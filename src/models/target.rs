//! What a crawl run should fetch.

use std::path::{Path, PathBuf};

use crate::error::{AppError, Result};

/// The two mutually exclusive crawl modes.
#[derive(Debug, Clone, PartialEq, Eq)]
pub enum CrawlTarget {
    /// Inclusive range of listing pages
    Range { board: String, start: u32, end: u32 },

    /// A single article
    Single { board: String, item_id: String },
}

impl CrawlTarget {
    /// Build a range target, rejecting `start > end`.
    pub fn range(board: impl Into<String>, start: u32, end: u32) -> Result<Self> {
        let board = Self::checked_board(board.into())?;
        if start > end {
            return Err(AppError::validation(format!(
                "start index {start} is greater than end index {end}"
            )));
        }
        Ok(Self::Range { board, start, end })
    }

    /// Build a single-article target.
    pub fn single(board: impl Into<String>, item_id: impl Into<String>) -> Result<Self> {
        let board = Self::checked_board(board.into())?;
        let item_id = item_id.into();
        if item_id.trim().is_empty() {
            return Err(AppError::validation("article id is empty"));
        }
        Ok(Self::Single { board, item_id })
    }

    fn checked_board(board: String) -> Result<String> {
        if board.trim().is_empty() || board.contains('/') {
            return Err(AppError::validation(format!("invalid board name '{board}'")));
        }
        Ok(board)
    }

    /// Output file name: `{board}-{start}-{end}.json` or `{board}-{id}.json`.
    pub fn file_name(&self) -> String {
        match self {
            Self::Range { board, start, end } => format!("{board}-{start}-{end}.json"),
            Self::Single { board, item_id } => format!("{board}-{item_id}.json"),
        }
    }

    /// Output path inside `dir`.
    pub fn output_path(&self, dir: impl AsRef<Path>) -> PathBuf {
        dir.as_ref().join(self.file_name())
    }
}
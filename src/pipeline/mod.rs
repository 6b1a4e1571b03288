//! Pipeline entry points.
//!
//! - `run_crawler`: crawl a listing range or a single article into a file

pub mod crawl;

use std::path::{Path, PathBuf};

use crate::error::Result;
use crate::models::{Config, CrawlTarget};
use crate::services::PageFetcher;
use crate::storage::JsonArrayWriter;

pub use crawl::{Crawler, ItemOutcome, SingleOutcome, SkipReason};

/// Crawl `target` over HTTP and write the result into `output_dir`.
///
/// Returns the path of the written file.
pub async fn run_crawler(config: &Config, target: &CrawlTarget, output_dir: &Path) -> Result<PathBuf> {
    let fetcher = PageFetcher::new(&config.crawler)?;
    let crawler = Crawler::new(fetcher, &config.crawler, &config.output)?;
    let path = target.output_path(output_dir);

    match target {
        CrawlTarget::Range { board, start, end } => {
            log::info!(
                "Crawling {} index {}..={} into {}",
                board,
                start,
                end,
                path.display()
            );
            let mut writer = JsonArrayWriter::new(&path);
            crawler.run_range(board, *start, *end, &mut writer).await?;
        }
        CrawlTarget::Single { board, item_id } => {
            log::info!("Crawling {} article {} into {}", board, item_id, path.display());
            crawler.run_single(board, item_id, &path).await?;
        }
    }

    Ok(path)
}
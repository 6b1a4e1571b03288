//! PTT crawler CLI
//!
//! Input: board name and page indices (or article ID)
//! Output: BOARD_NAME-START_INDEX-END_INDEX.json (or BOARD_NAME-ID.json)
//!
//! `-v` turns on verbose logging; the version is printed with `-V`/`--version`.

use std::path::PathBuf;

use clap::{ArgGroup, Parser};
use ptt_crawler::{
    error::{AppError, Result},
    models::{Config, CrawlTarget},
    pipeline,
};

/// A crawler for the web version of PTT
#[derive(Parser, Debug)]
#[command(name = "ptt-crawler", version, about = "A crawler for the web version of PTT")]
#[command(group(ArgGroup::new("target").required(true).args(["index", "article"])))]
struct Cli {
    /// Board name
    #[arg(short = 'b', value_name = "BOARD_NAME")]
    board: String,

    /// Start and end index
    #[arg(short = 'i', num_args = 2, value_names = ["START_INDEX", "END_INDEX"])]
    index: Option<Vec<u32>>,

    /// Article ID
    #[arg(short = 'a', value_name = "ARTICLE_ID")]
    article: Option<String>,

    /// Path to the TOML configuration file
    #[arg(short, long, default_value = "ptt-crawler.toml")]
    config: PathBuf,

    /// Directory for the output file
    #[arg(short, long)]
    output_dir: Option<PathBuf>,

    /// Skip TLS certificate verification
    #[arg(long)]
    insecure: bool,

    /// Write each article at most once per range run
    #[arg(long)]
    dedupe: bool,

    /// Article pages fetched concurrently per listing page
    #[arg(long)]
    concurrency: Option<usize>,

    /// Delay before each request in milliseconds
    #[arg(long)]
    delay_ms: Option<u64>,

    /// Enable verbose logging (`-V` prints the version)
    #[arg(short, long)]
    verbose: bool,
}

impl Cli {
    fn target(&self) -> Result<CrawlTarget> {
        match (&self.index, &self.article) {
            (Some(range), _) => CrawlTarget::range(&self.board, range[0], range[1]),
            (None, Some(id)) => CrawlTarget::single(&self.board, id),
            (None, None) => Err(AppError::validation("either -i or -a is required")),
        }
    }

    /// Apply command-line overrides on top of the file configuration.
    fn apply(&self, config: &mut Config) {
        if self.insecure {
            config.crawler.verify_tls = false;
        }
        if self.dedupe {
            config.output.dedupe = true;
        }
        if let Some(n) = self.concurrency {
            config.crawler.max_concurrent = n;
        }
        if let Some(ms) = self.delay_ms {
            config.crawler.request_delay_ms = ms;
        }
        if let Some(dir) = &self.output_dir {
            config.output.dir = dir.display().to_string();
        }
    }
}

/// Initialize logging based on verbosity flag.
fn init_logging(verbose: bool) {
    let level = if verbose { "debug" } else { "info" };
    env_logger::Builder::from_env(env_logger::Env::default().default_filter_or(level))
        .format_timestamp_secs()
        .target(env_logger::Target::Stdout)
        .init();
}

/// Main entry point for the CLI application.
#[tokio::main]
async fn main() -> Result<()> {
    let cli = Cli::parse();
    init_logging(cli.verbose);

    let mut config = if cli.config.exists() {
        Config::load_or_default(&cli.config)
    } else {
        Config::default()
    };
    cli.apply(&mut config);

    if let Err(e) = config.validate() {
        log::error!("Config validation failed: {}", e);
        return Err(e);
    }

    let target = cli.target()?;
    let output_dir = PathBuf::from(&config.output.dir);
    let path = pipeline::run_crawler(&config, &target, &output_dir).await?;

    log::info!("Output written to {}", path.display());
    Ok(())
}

**********

**Exercise details**
Your reply must consist solely of the number of lines in the data that contain the word "bool".

**Answer space**
4